I regard these two undertakings as forays into the system from the counter-culture without it. I have co-operated with others over many years in setting up several alternative institutions in this counter-culture: Centre for Organic Philosophy, Co-counseling International, Institute for the Development of Human Potential (running two-year part-time courses), Research Council for Complementary Medicine, International Centre for Co-operative Inquiry, and others.

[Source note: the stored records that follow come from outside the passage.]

//! Generic create, read, list, update and delete handlers.
//!
//! One handler per verb, parameterised over [`EntityBody`]. Registering a
//! body type wires all five request types for its table, so the six guide
//! tables share one implementation.
//!
//! Every handler follows the same shape: resolve the target under the
//! caller's auth scope, change it through a [`UnitOfWork`], commit once, then
//! optionally publish a notification. Failures are folded into envelopes by
//! [`conclude`]; only cancellation escapes.

mod create;
mod delete;
mod get;
mod list;
mod update;


use std::collections::HashMap;
use std::marker::PhantomData;
use std::sync::Arc;

use pagination::{Page, PageRequest};
use serde::Serialize;
use serde_json::{Map, Value};
use tracing::{info, warn};
use uuid::Uuid;

use super::context::{Cancelled, RequestContext};
use super::data_context::{DataContext, DataError, UnitOfWork};
use super::dispatcher::{DispatcherBuilder, RegistrationError, Request};
use super::entities::{Business, Category, JobPosting, Payment, Review, Subscription};
use super::entity::{EntityBody, EntityOperation, Record, RowCodecError, Table};
use super::envelope::ResultEnvelope;
use super::error::HandlerFailure;
use super::messaging::flat_payload;
use super::ports::{AuthUserDetails, MessagePublisher, UserDirectory};
use super::query::{get_auth_user_details, is_visible};

/// Create a row of `B`.
#[derive(Debug, Clone)]
pub struct CreateEntity<B> {
    pub body: B,
}

impl<B> CreateEntity<B> {
    pub const fn new(body: B) -> Self {
        Self { body }
    }
}

/// Read one live row of `B` visible to the caller.
#[derive(Debug, Clone, Copy)]
pub struct GetEntity<B> {
    pub id: Uuid,
    marker: PhantomData<fn() -> B>,
}

impl<B> GetEntity<B> {
    pub const fn new(id: Uuid) -> Self {
        Self {
            id,
            marker: PhantomData,
        }
    }
}

/// Page through the live rows of `B` visible to the caller.
#[derive(Debug, Clone, Copy)]
pub struct ListEntities<B> {
    pub page: PageRequest,
    marker: PhantomData<fn() -> B>,
}

impl<B> ListEntities<B> {
    pub const fn new(page: PageRequest) -> Self {
        Self {
            page,
            marker: PhantomData,
        }
    }
}

/// Replace the body of a live row of `B`.
#[derive(Debug, Clone)]
pub struct UpdateEntity<B> {
    pub id: Uuid,
    pub body: B,
}

impl<B> UpdateEntity<B> {
    pub const fn new(id: Uuid, body: B) -> Self {
        Self { id, body }
    }
}

/// Soft-delete a live row of `B`.
#[derive(Debug, Clone, Copy)]
pub struct DeleteEntity<B> {
    pub id: Uuid,
    marker: PhantomData<fn() -> B>,
}

impl<B> DeleteEntity<B> {
    pub const fn new(id: Uuid) -> Self {
        Self {
            id,
            marker: PhantomData,
        }
    }
}

/// A row as returned to callers, with its owner's display details.
#[derive(Debug, Clone, PartialEq, Serialize)]
#[serde(rename_all = "camelCase")]
pub struct EntityView<B> {
    #[serde(flatten)]
    pub record: Record<B>,
    pub auth_user_details: Option<AuthUserDetails>,
}

/// Acknowledgement of a soft delete.
#[derive(Debug, Clone, Copy, PartialEq, Eq, Serialize)]
#[serde(rename_all = "camelCase")]
pub struct DeletedEntity {
    pub id: Uuid,
    pub entity: Table,
}

impl<B: EntityBody> Request for CreateEntity<B> {
    type Response = EntityView<B>;
}

impl<B: EntityBody> Request for GetEntity<B> {
    type Response = EntityView<B>;
}

impl<B: EntityBody> Request for ListEntities<B> {
    type Response = Page<EntityView<B>>;
}

impl<B: EntityBody> Request for UpdateEntity<B> {
    type Response = EntityView<B>;
}

impl<B: EntityBody> Request for DeleteEntity<B> {
    type Response = DeletedEntity;
}

/// Collaborators shared by every entity handler.
#[derive(Clone)]
pub struct EntityHandlerDeps {
    pub data: DataContext,
    pub publisher: Arc<dyn MessagePublisher>,
    pub directory: Arc<dyn UserDirectory>,
}

/// The five verb handlers for one body type.
pub struct EntityHandlers<B> {
    deps: EntityHandlerDeps,
    marker: PhantomData<fn() -> B>,
}

impl<B: EntityBody> EntityHandlers<B> {
    pub fn new(deps: EntityHandlerDeps) -> Self {
        Self {
            deps,
            marker: PhantomData,
        }
    }

    /// Load a live row the caller may see.
    async fn load_visible(
        &self,
        id: Uuid,
        context: &RequestContext,
    ) -> Result<Record<B>, HandlerStop> {
        let scope = context.caller().auth_scope();
        self.deps
            .data
            .find::<B>(id, context.cancellation())
            .await?
            .filter(|record| is_visible(record, &scope))
            .ok_or(HandlerStop::Failure(HandlerFailure::NotFound {
                table: B::TABLE,
                id,
            }))
    }

    /// Commit `work` and return the stamped image of row `id`.
    async fn commit_one(
        &self,
        work: UnitOfWork,
        id: Uuid,
        context: &RequestContext,
    ) -> Result<Record<B>, HandlerStop> {
        let receipt = self.deps.data.commit(work, context.cancellation()).await?;
        Ok(receipt.record::<B>(id)?)
    }

    /// Publish the table's notification for `operation`, if it has one.
    async fn notify(
        &self,
        operation: EntityOperation,
        record: &Record<B>,
        context: &RequestContext,
    ) -> Result<(), HandlerStop> {
        let Some(queue) = B::notification(operation) else {
            return Ok(());
        };
        let messaging = |message: String| {
            HandlerStop::Failure(HandlerFailure::Messaging {
                table: B::TABLE,
                id: record.id(),
                message,
            })
        };
        let payload = notification_payload(operation, record)
            .and_then(|value| flat_payload(&value).map_err(|err| err.to_string()))
            .map_err(messaging)?;
        let ack = context
            .guard(self.deps.publisher.send(queue, payload))
            .await?
            .map_err(|err| messaging(err.to_string()))?;
        info!(%queue, ack = %ack.0, id = %record.id(), "notification published");
        Ok(())
    }

    /// Attach owner details to a freshly written row. Lookup failures only
    /// cost the details.
    async fn view_after_write(
        &self,
        record: Record<B>,
        context: &RequestContext,
    ) -> Result<EntityView<B>, Cancelled> {
        match self.owner_details(std::slice::from_ref(&record), context).await {
            Ok(details) => Ok(view_of(record, &details)),
            Err(HandlerStop::Cancelled) => Err(Cancelled),
            Err(HandlerStop::Failure(failure)) => {
                warn!(error = %failure, table = %B::TABLE, "owner details unavailable");
                Ok(EntityView {
                    record,
                    auth_user_details: None,
                })
            }
        }
    }

    /// Resolve the owners of `records` with one directory lookup.
    async fn owner_details(
        &self,
        records: &[Record<B>],
        context: &RequestContext,
    ) -> Result<HashMap<Uuid, AuthUserDetails>, HandlerStop> {
        let owners: Vec<Uuid> = records
            .iter()
            .filter_map(|record| record.audit().attribution().auth_user_id)
            .collect();
        context
            .guard(get_auth_user_details(self.deps.directory.as_ref(), &owners))
            .await?
            .map_err(|err| {
                HandlerStop::Failure(HandlerFailure::Lookup {
                    message: err.to_string(),
                })
            })
    }
}

fn view_of<B>(record: Record<B>, details: &HashMap<Uuid, AuthUserDetails>) -> EntityView<B>
where
    B: EntityBody,
{
    let auth_user_details = record
        .audit()
        .attribution()
        .auth_user_id
        .and_then(|id| details.get(&id).cloned());
    EntityView {
        record,
        auth_user_details,
    }
}

/// Flat notification body: identity fields followed by the entity body.
fn notification_payload<B: EntityBody>(
    operation: EntityOperation,
    record: &Record<B>,
) -> Result<Value, String> {
    let mut payload = Map::new();
    payload.insert("id".to_owned(), Value::String(record.id().to_string()));
    payload.insert("entity".to_owned(), Value::String(B::TABLE.as_str().to_owned()));
    payload.insert(
        "operation".to_owned(),
        Value::String(operation.as_str().to_owned()),
    );
    if let Some(customer) = record.audit().attribution().auth_customer_id {
        payload.insert("authCustomerId".to_owned(), Value::String(customer.to_string()));
    }
    match serde_json::to_value(record.body()).map_err(|err| err.to_string())? {
        Value::Object(fields) => payload.extend(fields),
        _ => return Err(format!("{} body is not a JSON object", B::TABLE)),
    }
    Ok(Value::Object(payload))
}

/// Why a handler stopped before producing a success envelope.
#[derive(Debug)]
enum HandlerStop {
    Cancelled,
    Failure(HandlerFailure),
}

impl From<Cancelled> for HandlerStop {
    fn from(_: Cancelled) -> Self {
        Self::Cancelled
    }
}

impl From<DataError> for HandlerStop {
    fn from(err: DataError) -> Self {
        match err {
            DataError::Cancelled(_) => Self::Cancelled,
            DataError::NotFound { table, id } => {
                Self::Failure(HandlerFailure::NotFound { table, id })
            }
            DataError::Store(err) => Self::Failure(HandlerFailure::Persistence {
                message: err.to_string(),
            }),
            DataError::Codec(err) => Self::Failure(HandlerFailure::Persistence {
                message: err.to_string(),
            }),
        }
    }
}

impl From<RowCodecError> for HandlerStop {
    fn from(err: RowCodecError) -> Self {
        Self::from(DataError::Codec(err))
    }
}

/// Fold a handler outcome into its envelope, letting cancellation through.
fn conclude<R>(
    table: Table,
    operation: EntityOperation,
    outcome: Result<ResultEnvelope<R>, HandlerStop>,
) -> Result<ResultEnvelope<R>, Cancelled> {
    match outcome {
        Ok(envelope) => Ok(envelope),
        Err(HandlerStop::Cancelled) => {
            info!(%table, %operation, "request cancelled");
            Err(Cancelled)
        }
        Err(HandlerStop::Failure(failure)) => {
            warn!(
                %table,
                %operation,
                code = failure.code().as_str(),
                error = %failure,
                "request failed"
            );
            Ok(failure.into_envelope())
        }
    }
}

/// Register the five verb handlers for `B`.
///
/// # Errors
/// Fails when any of `B`'s request types already has a handler.
pub fn register_entity<B: EntityBody>(
    builder: &mut DispatcherBuilder,
    deps: &EntityHandlerDeps,
) -> Result<(), RegistrationError> {
    builder
        .register::<CreateEntity<B>, _>(EntityHandlers::<B>::new(deps.clone()))?
        .register::<GetEntity<B>, _>(EntityHandlers::<B>::new(deps.clone()))?
        .register::<ListEntities<B>, _>(EntityHandlers::<B>::new(deps.clone()))?
        .register::<UpdateEntity<B>, _>(EntityHandlers::<B>::new(deps.clone()))?
        .register::<DeleteEntity<B>, _>(EntityHandlers::<B>::new(deps.clone()))?;
    Ok(())
}

/// Register handlers for every guide table.
///
/// # Errors
/// Fails when any guide request type already has a handler.
pub fn register_guide_entities(
    builder: &mut DispatcherBuilder,
    deps: &EntityHandlerDeps,
) -> Result<(), RegistrationError> {
    register_entity::<Category>(builder, deps)?;
    register_entity::<Business>(builder, deps)?;
    register_entity::<Review>(builder, deps)?;
    register_entity::<Subscription>(builder, deps)?;
    register_entity::<Payment>(builder, deps)?;
    register_entity::<JobPosting>(builder, deps)
}
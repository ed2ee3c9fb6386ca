//! Audit columns and the pre-commit stamping stage.
//!
//! Handlers describe what they want persisted as a [`ChangeSet`]. The data
//! context runs [`stamp`] over it exactly once per commit with a single `now`,
//! producing a [`StampedChangeSet`]. Store adapters only accept the stamped
//! form, and nothing outside this module can build one, so timestamps and
//! soft-delete flags are always owned by the interceptor.
//!
//! Deletion is logical everywhere: a removal becomes an update that clears
//! `rowIsActive` and sets `rowIsDeleted`. No store write operation removes a
//! row physically.

use std::collections::BTreeSet;

use chrono::{DateTime, TimeDelta, Utc};
use serde::{Deserialize, Serialize};
use tracing::debug;
use uuid::Uuid;

use super::entity::{StoredRow, Table};

/// Who created, last changed, and owns a row.
#[derive(Debug, Clone, Copy, Default, PartialEq, Eq, Serialize, Deserialize)]
#[serde(rename_all = "camelCase")]
pub struct Attribution {
    pub create_user_id: Option<Uuid>,
    pub update_user_id: Option<Uuid>,
    pub auth_user_id: Option<Uuid>,
    pub auth_customer_id: Option<Uuid>,
}

/// Columns shared by every persisted row.
///
/// ## Invariants
/// - `id` never changes after construction.
/// - Timestamps and the active/deleted flags are only written by [`stamp`]
///   or restored from storage through [`AuditFields::restore`].
#[derive(Debug, Clone, PartialEq, Eq, Serialize, Deserialize)]
#[serde(rename_all = "camelCase")]
pub struct AuditFields {
    id: Uuid,
    #[serde(flatten)]
    attribution: Attribution,
    row_created_date: DateTime<Utc>,
    row_updated_date: DateTime<Utc>,
    row_is_active: bool,
    row_is_deleted: bool,
}

impl AuditFields {
    /// Fresh, unstamped columns for a new row.
    pub fn new(id: Uuid) -> Self {
        Self {
            id,
            attribution: Attribution::default(),
            row_created_date: DateTime::<Utc>::default(),
            row_updated_date: DateTime::<Utc>::default(),
            row_is_active: false,
            row_is_deleted: false,
        }
    }

    /// Rebuild columns read back from a store.
    pub fn restore(
        id: Uuid,
        attribution: Attribution,
        row_created_date: DateTime<Utc>,
        row_updated_date: DateTime<Utc>,
        row_is_active: bool,
        row_is_deleted: bool,
    ) -> Self {
        Self {
            id,
            attribution,
            row_created_date,
            row_updated_date,
            row_is_active,
            row_is_deleted,
        }
    }

    pub fn id(&self) -> Uuid {
        self.id
    }

    pub fn attribution(&self) -> &Attribution {
        &self.attribution
    }

    pub(crate) fn attribution_mut(&mut self) -> &mut Attribution {
        &mut self.attribution
    }

    pub fn row_created_date(&self) -> DateTime<Utc> {
        self.row_created_date
    }

    pub fn row_updated_date(&self) -> DateTime<Utc> {
        self.row_updated_date
    }

    pub fn row_is_active(&self) -> bool {
        self.row_is_active
    }

    pub fn row_is_deleted(&self) -> bool {
        self.row_is_deleted
    }

    /// A row is live iff it is active and not deleted.
    pub fn is_live(&self) -> bool {
        self.row_is_active && !self.row_is_deleted
    }
}

/// What a handler intends to do with a row.
#[derive(Debug, Clone, Copy, PartialEq, Eq)]
pub enum ChangeKind {
    Added,
    Modified,
    Removed,
}

/// One intended change, before stamping.
#[derive(Debug, Clone, PartialEq)]
pub struct PendingChange {
    pub kind: ChangeKind,
    pub row: StoredRow,
}

/// Changes collected for a single commit.
#[derive(Debug, Clone, Default, PartialEq)]
pub struct ChangeSet {
    changes: Vec<PendingChange>,
}

impl ChangeSet {
    pub fn push(&mut self, kind: ChangeKind, row: StoredRow) {
        self.changes.push(PendingChange { kind, row });
    }

    pub fn is_empty(&self) -> bool {
        self.changes.is_empty()
    }

    pub fn len(&self) -> usize {
        self.changes.len()
    }

    pub fn changes(&self) -> &[PendingChange] {
        &self.changes
    }
}

/// Physical write a store adapter performs.
#[derive(Debug, Clone, Copy, PartialEq, Eq)]
pub enum WriteOp {
    Insert,
    Update,
}

/// Audit column the interceptor marked as written.
#[derive(Debug, Clone, Copy, PartialEq, Eq, PartialOrd, Ord)]
pub enum AuditColumn {
    RowCreatedDate,
    RowUpdatedDate,
    RowIsActive,
    RowIsDeleted,
}

/// A change after stamping.
#[derive(Debug, Clone, PartialEq)]
pub struct StampedChange {
    op: WriteOp,
    row: StoredRow,
    dirty: BTreeSet<AuditColumn>,
    logical_delete: bool,
}

impl StampedChange {
    pub fn op(&self) -> WriteOp {
        self.op
    }

    pub fn row(&self) -> &StoredRow {
        &self.row
    }

    pub fn table(&self) -> Table {
        self.row.table
    }

    pub fn id(&self) -> Uuid {
        self.row.audit.id
    }

    /// Audit columns that must be written even if nothing else changed.
    pub fn dirty_columns(&self) -> &BTreeSet<AuditColumn> {
        &self.dirty
    }

    /// Whether this update originated as a removal.
    pub fn is_logical_delete(&self) -> bool {
        self.logical_delete
    }
}

/// Change set ready for a store adapter. Only [`stamp`] builds one.
#[derive(Debug, Clone, PartialEq)]
pub struct StampedChangeSet {
    stamped_at: DateTime<Utc>,
    changes: Vec<StampedChange>,
}

impl StampedChangeSet {
    /// The single instant applied to every change in the batch.
    pub fn stamped_at(&self) -> DateTime<Utc> {
        self.stamped_at
    }

    pub fn changes(&self) -> &[StampedChange] {
        &self.changes
    }

    pub fn is_empty(&self) -> bool {
        self.changes.is_empty()
    }

    /// Row images as they will be stored.
    pub fn rows(&self) -> impl Iterator<Item = &StoredRow> {
        self.changes.iter().map(StampedChange::row)
    }
}

/// Apply the audit policy to a change set.
///
/// - Added: created and updated dates set to `now`, row active, not deleted.
/// - Modified: updated date moved forward and marked dirty.
/// - Removed: converted to an update that deactivates and deletes the row.
///
/// Updates never move `rowUpdatedDate` backwards: when `now` is not later
/// than the row's previous stamp, the row advances by one microsecond
/// instead. The function is pure; calling it twice with the same input
/// yields equal results, which is what makes commit retries safe.
pub fn stamp(changes: ChangeSet, now: DateTime<Utc>) -> StampedChangeSet {
    let changes = changes
        .changes
        .into_iter()
        .map(|PendingChange { kind, mut row }| {
            let audit = &mut row.audit;
            let mut dirty = BTreeSet::new();
            let (op, logical_delete) = match kind {
                ChangeKind::Added => {
                    audit.row_created_date = now;
                    audit.row_updated_date = now;
                    audit.row_is_active = true;
                    audit.row_is_deleted = false;
                    dirty.extend([
                        AuditColumn::RowCreatedDate,
                        AuditColumn::RowUpdatedDate,
                        AuditColumn::RowIsActive,
                        AuditColumn::RowIsDeleted,
                    ]);
                    (WriteOp::Insert, false)
                }
                ChangeKind::Modified => {
                    audit.row_updated_date = next_update_stamp(audit.row_updated_date, now);
                    dirty.insert(AuditColumn::RowUpdatedDate);
                    (WriteOp::Update, false)
                }
                ChangeKind::Removed => {
                    audit.row_is_active = false;
                    audit.row_is_deleted = true;
                    audit.row_updated_date = next_update_stamp(audit.row_updated_date, now);
                    dirty.extend([
                        AuditColumn::RowUpdatedDate,
                        AuditColumn::RowIsActive,
                        AuditColumn::RowIsDeleted,
                    ]);
                    debug!(table = %row.table, id = %audit.id, "removal converted to soft delete");
                    (WriteOp::Update, true)
                }
            };
            StampedChange {
                op,
                row,
                dirty,
                logical_delete,
            }
        })
        .collect();

    StampedChangeSet {
        stamped_at: now,
        changes,
    }
}

/// `now`, or the smallest instant after `previous` a store can represent.
fn next_update_stamp(previous: DateTime<Utc>, now: DateTime<Utc>) -> DateTime<Utc> {
    previous
        .checked_add_signed(TimeDelta::microseconds(1))
        .map_or(now, |floor| now.max(floor))
}

#[cfg(test)]
mod tests {
    //! Stamping policy coverage.
    use chrono::{TimeDelta, TimeZone};
    use rstest::{fixture, rstest};
    use serde_json::json;

    use super::*;

    #[fixture]
    fn now() -> DateTime<Utc> {
        Utc.with_ymd_and_hms(2026, 3, 14, 9, 30, 0)
            .single()
            .expect("valid timestamp")
    }

    fn row(audit: AuditFields) -> StoredRow {
        StoredRow {
            table: Table::Businesses,
            audit,
            payload: json!({ "name": "Corner Bakery" }),
        }
    }

    fn live_row(created: DateTime<Utc>) -> StoredRow {
        row(AuditFields::restore(
            Uuid::new_v4(),
            Attribution::default(),
            created,
            created,
            true,
            false,
        ))
    }

    fn single(kind: ChangeKind, row: StoredRow, now: DateTime<Utc>) -> StampedChange {
        let mut set = ChangeSet::default();
        set.push(kind, row);
        let stamped = stamp(set, now);
        stamped.changes().first().cloned().expect("one change")
    }

    #[rstest]
    fn added_rows_are_created_live(now: DateTime<Utc>) {
        let change = single(ChangeKind::Added, row(AuditFields::new(Uuid::new_v4())), now);
        let audit = &change.row().audit;
        assert_eq!(change.op(), WriteOp::Insert);
        assert_eq!(audit.row_created_date(), now);
        assert_eq!(audit.row_updated_date(), audit.row_created_date());
        assert!(audit.row_is_active());
        assert!(!audit.row_is_deleted());
    }

    #[rstest]
    fn added_rows_ignore_handler_supplied_stamps(now: DateTime<Utc>) {
        let forged = AuditFields::restore(
            Uuid::new_v4(),
            Attribution::default(),
            now - TimeDelta::days(30),
            now - TimeDelta::days(2),
            false,
            true,
        );
        let change = single(ChangeKind::Added, row(forged), now);
        assert_eq!(change.row().audit.row_created_date(), now);
        assert!(change.row().audit.is_live());
    }

    #[rstest]
    fn modified_rows_only_touch_updated_date(now: DateTime<Utc>) {
        let created = now - TimeDelta::hours(5);
        let change = single(ChangeKind::Modified, live_row(created), now);
        let audit = &change.row().audit;
        assert_eq!(change.op(), WriteOp::Update);
        assert_eq!(audit.row_created_date(), created);
        assert_eq!(audit.row_updated_date(), now);
        assert!(audit.is_live());
        assert_eq!(
            change.dirty_columns().iter().copied().collect::<Vec<_>>(),
            vec![AuditColumn::RowUpdatedDate]
        );
    }

    #[rstest]
    fn removals_become_soft_delete_updates(now: DateTime<Utc>) {
        let created = now - TimeDelta::hours(1);
        let change = single(ChangeKind::Removed, live_row(created), now);
        let audit = &change.row().audit;
        assert_eq!(change.op(), WriteOp::Update);
        assert!(change.is_logical_delete());
        assert!(!audit.row_is_active());
        assert!(audit.row_is_deleted());
        assert_eq!(audit.row_updated_date(), now);
        assert_eq!(audit.row_created_date(), created);
        assert!(change.dirty_columns().contains(&AuditColumn::RowIsDeleted));
    }

    #[rstest]
    #[case::clock_went_back(TimeDelta::seconds(30))]
    #[case::clock_repeated(TimeDelta::zero())]
    fn updates_move_forward_when_the_clock_does_not(
        now: DateTime<Utc>,
        #[case] behind: TimeDelta,
        #[values(ChangeKind::Modified, ChangeKind::Removed)] kind: ChangeKind,
    ) {
        let previous = row(AuditFields::restore(
            Uuid::new_v4(),
            Attribution::default(),
            now,
            now,
            true,
            false,
        ));
        let change = single(kind, previous, now - behind);
        let audit = &change.row().audit;
        assert_eq!(audit.row_created_date(), now);
        assert_eq!(audit.row_updated_date(), now + TimeDelta::microseconds(1));
    }

    #[rstest]
    fn one_instant_for_the_whole_batch(now: DateTime<Utc>) {
        let mut set = ChangeSet::default();
        set.push(ChangeKind::Added, row(AuditFields::new(Uuid::new_v4())));
        set.push(ChangeKind::Modified, live_row(now - TimeDelta::days(1)));
        set.push(ChangeKind::Removed, live_row(now - TimeDelta::days(1)));
        let stamped = stamp(set, now);
        assert_eq!(stamped.stamped_at(), now);
        assert!(stamped.rows().all(|row| row.audit.row_updated_date() == now));
    }

    #[rstest]
    fn stamping_is_deterministic_for_a_given_instant(now: DateTime<Utc>) {
        let mut set = ChangeSet::default();
        set.push(ChangeKind::Removed, live_row(now - TimeDelta::days(1)));
        assert_eq!(stamp(set.clone(), now), stamp(set, now));
    }

    #[rstest]
    fn attribution_survives_stamping(now: DateTime<Utc>) {
        let owner = Uuid::new_v4();
        let mut audit = AuditFields::new(Uuid::new_v4());
        audit.attribution_mut().auth_user_id = Some(owner);
        let change = single(ChangeKind::Added, row(audit), now);
        assert_eq!(change.row().audit.attribution().auth_user_id, Some(owner));
    }
}
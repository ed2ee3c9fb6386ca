//! Port resolving attribution ids to display names.

use std::collections::HashMap;

use async_trait::async_trait;
use serde::Serialize;
use uuid::Uuid;

use super::define_port_error;

define_port_error! {
    /// Errors raised by user directory adapters.
    pub enum UserDirectoryError {
        /// Directory connection could not be established.
        Connection { message: String } => "user directory connection failed: {message}",
        /// Lookup failed during execution.
        Query { message: String } => "user directory query failed: {message}",
    }
}

/// Display details for a user and the customer they act for.
#[derive(Debug, Clone, PartialEq, Eq, Serialize)]
#[serde(rename_all = "camelCase")]
pub struct AuthUserDetails {
    pub user_name: String,
    pub customer_name: Option<String>,
}

/// Batched lookup of user details.
#[cfg_attr(test, mockall::automock)]
#[async_trait]
pub trait UserDirectory: Send + Sync {
    /// Resolve `ids` in one call. Unknown ids are omitted from the result.
    async fn lookup_users(
        &self,
        ids: &[Uuid],
    ) -> Result<HashMap<Uuid, AuthUserDetails>, UserDirectoryError>;
}

/// In-memory directory for tests and databaseless deployments.
#[derive(Debug, Default, Clone)]
pub struct FixtureUserDirectory {
    users: HashMap<Uuid, AuthUserDetails>,
}

impl FixtureUserDirectory {
    #[must_use]
    pub fn with_user(
        mut self,
        id: Uuid,
        user_name: impl Into<String>,
        customer_name: Option<&str>,
    ) -> Self {
        self.users.insert(
            id,
            AuthUserDetails {
                user_name: user_name.into(),
                customer_name: customer_name.map(str::to_owned),
            },
        );
        self
    }
}

#[async_trait]
impl UserDirectory for FixtureUserDirectory {
    async fn lookup_users(
        &self,
        ids: &[Uuid],
    ) -> Result<HashMap<Uuid, AuthUserDetails>, UserDirectoryError> {
        Ok(ids
            .iter()
            .filter_map(|id| self.users.get(id).map(|details| (*id, details.clone())))
            .collect())
    }
}

#[cfg(test)]
mod tests {
    //! Regression coverage for this module.
    use super::*;
    use rstest::rstest;

    #[rstest]
    #[tokio::test]
    async fn fixture_directory_omits_unknown_ids() {
        let known = Uuid::new_v4();
        let directory = FixtureUserDirectory::default().with_user(known, "Ada", Some("Acme"));
        let found = directory
            .lookup_users(&[known, Uuid::new_v4()])
            .await
            .expect("lookup");
        assert_eq!(found.len(), 1);
        assert_eq!(found.get(&known).map(|d| d.user_name.as_str()), Some("Ada"));
    }
}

Alternative institutions are vital, in my view, to explore many cultural forms which the academic protocol of universities is, with honourable minority exceptions, too rigid and defensive to countenance. This defensiveness is a lot to do with fending off the sorts of emotional, interpersonal and political competence needed fully to develop these forms - which include:

  • Student participation in educational decision-making about: learning objectives, the curriculum, teaching and learning methods, forms of assessment, course evaluation.
  • And this as part of an integrating balance between hierarchy, co-operation and autonomy in educational decision-making.
  • Self and peer assessment among students, collaborative assessment between staff and students.
  • The integration of student autonomy in learning with holistic forms of learning.
  • The application within learning and research of an extended epistemology, which seeks congruence between experiential knowing through direct acquaintance, presentational or aesthetic knowing, propositional or conceptual knowing, and practical knowing how.
  • Fully co-operative forms of learning and research.
  • The integration of transpersonal, interpersonal, emotional, political (participative decision-making), socio-structural, ecological competencies in learning and research.
  • Self-determination in emotional and spiritual growth in co-operative peer groups.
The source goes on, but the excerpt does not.